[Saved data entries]
++++
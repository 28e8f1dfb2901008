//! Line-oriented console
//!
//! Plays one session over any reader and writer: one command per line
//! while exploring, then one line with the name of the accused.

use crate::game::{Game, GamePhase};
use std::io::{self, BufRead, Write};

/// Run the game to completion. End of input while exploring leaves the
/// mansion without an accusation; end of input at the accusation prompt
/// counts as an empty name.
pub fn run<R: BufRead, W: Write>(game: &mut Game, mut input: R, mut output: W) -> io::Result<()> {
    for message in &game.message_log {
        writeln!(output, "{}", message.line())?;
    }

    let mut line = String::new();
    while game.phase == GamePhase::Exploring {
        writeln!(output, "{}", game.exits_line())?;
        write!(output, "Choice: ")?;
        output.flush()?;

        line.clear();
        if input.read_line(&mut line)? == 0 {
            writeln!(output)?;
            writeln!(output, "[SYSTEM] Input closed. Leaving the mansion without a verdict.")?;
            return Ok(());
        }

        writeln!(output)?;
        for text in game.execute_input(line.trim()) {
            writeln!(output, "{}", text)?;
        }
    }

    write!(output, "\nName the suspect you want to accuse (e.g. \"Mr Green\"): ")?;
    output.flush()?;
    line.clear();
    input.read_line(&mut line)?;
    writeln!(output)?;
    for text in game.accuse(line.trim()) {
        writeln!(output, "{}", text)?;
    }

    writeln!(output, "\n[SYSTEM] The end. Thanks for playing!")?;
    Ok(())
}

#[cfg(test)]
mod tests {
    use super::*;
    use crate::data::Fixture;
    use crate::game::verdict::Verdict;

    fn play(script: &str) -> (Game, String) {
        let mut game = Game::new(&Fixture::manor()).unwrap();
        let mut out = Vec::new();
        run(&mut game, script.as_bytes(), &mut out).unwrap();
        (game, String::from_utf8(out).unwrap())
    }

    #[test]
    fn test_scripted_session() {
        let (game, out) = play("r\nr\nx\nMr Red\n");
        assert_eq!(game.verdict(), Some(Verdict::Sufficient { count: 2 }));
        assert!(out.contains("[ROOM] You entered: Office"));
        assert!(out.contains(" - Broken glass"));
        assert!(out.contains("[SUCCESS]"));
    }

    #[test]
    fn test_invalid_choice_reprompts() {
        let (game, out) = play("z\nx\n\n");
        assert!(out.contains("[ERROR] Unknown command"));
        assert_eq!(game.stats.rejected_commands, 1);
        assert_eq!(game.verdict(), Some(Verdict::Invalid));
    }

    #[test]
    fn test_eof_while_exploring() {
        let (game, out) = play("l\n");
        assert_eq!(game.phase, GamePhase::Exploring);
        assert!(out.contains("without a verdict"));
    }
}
++++
Could you write out all the data exactly as it is given?

repository 28e8f1dfb2901008
//! Line-oriented console
//!
//! Plays one session over any reader and writer: one command per line
//! while exploring, then one line with the name of the accused.

use crate::game::{Game, GamePhase};
use std::io::{self, BufRead, Write};

/// Run the game to completion. End of input while exploring leaves the
/// mansion without an accusation; end of input at the accusation prompt
/// counts as an empty name.
pub fn run<R: BufRead, W: Write>(game: &mut Game, mut input: R, mut output: W) -> io::Result<()> {
    for message in &game.message_log {
        writeln!(output, "{}", message.line())?;
    }

    let mut line = String::new();
    while game.phase == GamePhase::Exploring {
        writeln!(output, "{}", game.exits_line())?;
        write!(output, "Choice: ")?;
        output.flush()?;

        line.clear();
        if input.read_line(&mut line)? == 0 {
            writeln!(output)?;
            writeln!(output, "[SYSTEM] Input closed. Leaving the mansion without a verdict.")?;
            return Ok(());
        }

        writeln!(output)?;
        for text in game.execute_input(line.trim()) {
            writeln!(output, "{}", text)?;
        }
    }

    write!(output, "\nName the suspect you want to accuse (e.g. \"Mr Green\"): ")?;
    output.flush()?;
    line.clear();
    input.read_line(&mut line)?;
    writeln!(output)?;
    for text in game.accuse(line.trim()) {
        writeln!(output, "{}", text)?;
    }

    writeln!(output, "\n[SYSTEM] The end. Thanks for playing!")?;
    Ok(())
}

#[cfg(test)]
mod tests {
    use super::*;
    use crate::data::Fixture;
    use crate::game::verdict::Verdict;

    fn play(script: &str) -> (Game, String) {
        let mut game = Game::new(&Fixture::manor()).unwrap();
        let mut out = Vec::new();
        run(&mut game, script.as_bytes(), &mut out).unwrap();
        (game, String::from_utf8(out).unwrap())
    }

    #[test]
    fn test_scripted_session() {
        let (game, out) = play("r\nr\nx\nMr Red\n");
        assert_eq!(game.verdict(), Some(Verdict::Sufficient { count: 2 }));
        assert!(out.contains("[ROOM] You entered: Office"));
        assert!(out.contains(" - Broken glass"));
        assert!(out.contains("[SUCCESS]"));
    }

    #[test]
    fn test_invalid_choice_reprompts() {
        let (game, out) = play("z\nx\n\n");
        assert!(out.contains("[ERROR] Unknown command"));
        assert_eq!(game.stats.rejected_commands, 1);
        assert_eq!(game.verdict(), Some(Verdict::Invalid));
    }

    #[test]
    fn test_eof_while_exploring() {
        let (game, out) = play("l\n");
        assert_eq!(game.phase, GamePhase::Exploring);
        assert!(out.contains("without a verdict"));
    }
}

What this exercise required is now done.